__Exercise__
For the string "title", find every matching line in the records and copy it.

Stored data entries

-=-=-

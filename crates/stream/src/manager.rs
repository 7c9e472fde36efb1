//! Batching state manager.
//!
//! Operations are applied to the tree as soon as they are submitted and
//! queued for the next flush.  The first submission after a flush asks the
//! [`FlushScheduler`] for exactly one deferred flush; everything submitted
//! before that flush runs lands in the same [`UpdateChunk`].

use std::sync::Arc;

use serde_json::Value;
use tokio::sync::Notify;

use as_domain::error::Result;
use as_domain::{Operation, UpdateChunk};

use crate::tree::StateTree;

/// Receives each drained batch.
pub type UpdateSink = Box<dyn FnMut(UpdateChunk) + Send>;

/// Arranges for [`StateManager::flush`] to run on the owning scheduler
/// at some later point.  Called at most once per flush cycle.
pub trait FlushScheduler: Send + Sync {
    fn schedule_flush(&self);
}

impl FlushScheduler for Notify {
    fn schedule_flush(&self) {
        self.notify_one();
    }
}

pub struct StateManager {
    tree: StateTree,
    pending: Vec<Operation>,
    flush_scheduled: bool,
    scheduler: Arc<dyn FlushScheduler>,
    sink: UpdateSink,
}

impl StateManager {
    pub fn new(initial: Value, scheduler: Arc<dyn FlushScheduler>, sink: UpdateSink) -> Self {
        Self {
            tree: StateTree::new(initial),
            pending: Vec::new(),
            flush_scheduled: false,
            scheduler,
            sink,
        }
    }

    pub fn tree(&self) -> &StateTree {
        &self.tree
    }

    pub fn get(&self, path: &[String]) -> Result<&Value> {
        self.tree.get(path)
    }

    /// Operations waiting for the next flush.
    pub fn pending(&self) -> &[Operation] {
        &self.pending
    }

    pub fn is_flush_scheduled(&self) -> bool {
        self.flush_scheduled
    }

    /// Apply each operation to the tree, then queue it.
    ///
    /// Stops at the first operation that fails.  Operations before it stay
    /// applied and queued, so the emitted batch always matches the tree.
    pub fn apply_and_queue(
        &mut self,
        operations: impl IntoIterator<Item = Operation>,
    ) -> Result<()> {
        let mut outcome = Ok(());
        let mut queued = 0usize;
        for operation in operations {
            if let Err(e) = self.tree.apply(&operation) {
                outcome = Err(e);
                break;
            }
            self.pending.push(operation);
            queued += 1;
        }

        if queued > 0 && !self.flush_scheduled {
            self.flush_scheduled = true;
            self.scheduler.schedule_flush();
        }
        outcome
    }

    /// Drain the pending batch into the sink as one chunk.
    ///
    /// Returns the number of operations emitted.  Always clears the
    /// scheduled flag so the next submission schedules a fresh flush.
    pub fn flush(&mut self) -> usize {
        let count = self.pending.len();
        if count > 0 {
            let operations = std::mem::take(&mut self.pending);
            (self.sink)(UpdateChunk { operations });
            tracing::debug!(operations = count, "state batch flushed");
        }
        self.flush_scheduled = false;
        count
    }
}

// ━━━━━━━━━━━━━━━━━━━━━━━━━━━━━━━━━━━━━━━━━━━━━━━━━━━━━━━━━━━━━━━━━━
// Tests
// ━━━━━━━━━━━━━━━━━━━━━━━━━━━━━━━━━━━━━━━━━━━━━━━━━━━━━━━━━━━━━━━━━━

#[cfg(test)]
mod tests {
    use super::*;
    use std::sync::atomic::{AtomicUsize, Ordering};

    use as_domain::error::Error;
    use as_domain::path;
    use parking_lot::Mutex;
    use serde_json::json;

    #[derive(Default)]
    struct CountingScheduler {
        calls: AtomicUsize,
    }

    impl FlushScheduler for CountingScheduler {
        fn schedule_flush(&self) {
            self.calls.fetch_add(1, Ordering::SeqCst);
        }
    }

    fn manager(
        initial: Value,
    ) -> (StateManager, Arc<CountingScheduler>, Arc<Mutex<Vec<UpdateChunk>>>) {
        let scheduler = Arc::new(CountingScheduler::default());
        let emitted = Arc::new(Mutex::new(Vec::new()));
        let sink_emitted = emitted.clone();
        let m = StateManager::new(
            initial,
            scheduler.clone(),
            Box::new(move |chunk| sink_emitted.lock().push(chunk)),
        );
        (m, scheduler, emitted)
    }

    #[test]
    fn mutation_visible_before_flush() {
        let (mut m, _, emitted) = manager(json!({}));
        m.apply_and_queue([Operation::set(path(["a"]), 1)]).unwrap();
        assert_eq!(m.get(&path(["a"])).unwrap(), &json!(1));
        assert!(emitted.lock().is_empty());
        assert_eq!(m.pending().len(), 1);
    }

    #[test]
    fn many_submissions_schedule_one_flush() {
        let (mut m, scheduler, emitted) = manager(json!({"n": ""}));
        for i in 0..10 {
            m.apply_and_queue([Operation::append_text(path(["n"]), i.to_string())])
                .unwrap();
        }
        assert_eq!(scheduler.calls.load(Ordering::SeqCst), 1);
        assert!(m.is_flush_scheduled());

        assert_eq!(m.flush(), 10);
        let emitted = emitted.lock();
        assert_eq!(emitted.len(), 1);
        assert_eq!(emitted[0].operations.len(), 10);
    }

    #[test]
    fn batch_preserves_submission_order() {
        let (mut m, _, emitted) = manager(json!({}));
        let ops = vec![
            Operation::set(path(["a"]), 1),
            Operation::set(path(["b"]), "x"),
            Operation::append_text(path(["b"]), "y"),
            Operation::set(path(["a"]), 2),
        ];
        m.apply_and_queue(ops.clone()).unwrap();
        m.flush();
        assert_eq!(emitted.lock()[0].operations, ops);
    }

    #[test]
    fn flush_clears_flag_and_allows_rescheduling() {
        let (mut m, scheduler, emitted) = manager(json!({}));
        m.apply_and_queue([Operation::set(path(["a"]), 1)]).unwrap();
        m.flush();
        assert!(!m.is_flush_scheduled());

        m.apply_and_queue([Operation::set(path(["b"]), 2)]).unwrap();
        assert_eq!(scheduler.calls.load(Ordering::SeqCst), 2);
        m.flush();
        assert_eq!(emitted.lock().len(), 2);
    }

    #[test]
    fn empty_flush_emits_nothing() {
        let (mut m, _, emitted) = manager(json!({}));
        assert_eq!(m.flush(), 0);
        assert!(emitted.lock().is_empty());
    }

    #[test]
    fn failed_operation_is_not_queued() {
        let (mut m, scheduler, _) = manager(json!({"count": 1}));
        let err = m
            .apply_and_queue([Operation::append_text(path(["count"]), "x")])
            .unwrap_err();
        assert!(matches!(err, Error::TypeMismatch { .. }));
        assert!(m.pending().is_empty());
        assert_eq!(scheduler.calls.load(Ordering::SeqCst), 0);
        assert_eq!(m.tree().root(), &json!({"count": 1}));
    }

    #[test]
    fn failure_mid_batch_keeps_earlier_operations() {
        let (mut m, _, _) = manager(json!({}));
        let err = m
            .apply_and_queue([
                Operation::set(path(["a"]), 1),
                Operation::set(path(["missing", "b"]), 2),
                Operation::set(path(["c"]), 3),
            ])
            .unwrap_err();
        assert!(matches!(err, Error::PathNotFound { .. }));
        assert_eq!(m.pending(), [Operation::set(path(["a"]), 1)]);
        assert_eq!(m.tree().root(), &json!({"a": 1}));
    }

    #[test]
    fn replaying_a_batch_reproduces_the_tree() {
        let initial = json!({"messages": [], "title": ""});
        let (mut m, _, emitted) = manager(initial.clone());
        m.apply_and_queue([
            Operation::set(path(["messages", "0"]), json!({"role": "user", "parts": []})),
            Operation::set(path(["messages", "0", "parts", "0"]), json!({"text": "a"})),
            Operation::append_text(path(["messages", "0", "parts", "0", "text"]), "b"),
            Operation::append_text(path(["title"]), "t"),
        ])
        .unwrap();
        m.flush();

        let mut replay = StateTree::new(initial);
        for op in &emitted.lock()[0].operations {
            replay.apply(op).unwrap();
        }
        assert_eq!(&replay, m.tree());
    }
}
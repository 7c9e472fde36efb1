//! `as-domain`: shared types for the assistant-stream workspace.
//!
//! - [`operation`]: path-addressed state mutations (`Set`, `AppendText`).
//! - [`chunk`]: the units of a run's output sequence.
//! - [`config`]: TOML configuration tree.
//! - [`error`]: the shared error type.

pub mod chunk;
pub mod config;
pub mod error;
pub mod operation;
pub mod stream;

pub use chunk::{Chunk, UpdateChunk};
pub use error::{Error, Result};
pub use operation::{path, Operation};
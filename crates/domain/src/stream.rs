use std::pin::Pin;

/// A boxed async stream, used for chunk sequences and their wire encodings.
pub type BoxStream<'a, T> = Pin<Box<dyn futures_core::Stream<Item = T> + Send + 'a>>;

-=-=-

__Task result__
        let initial = json!({"messages": [], "title": ""});
            Operation::append_text(path(["title"]), "t"),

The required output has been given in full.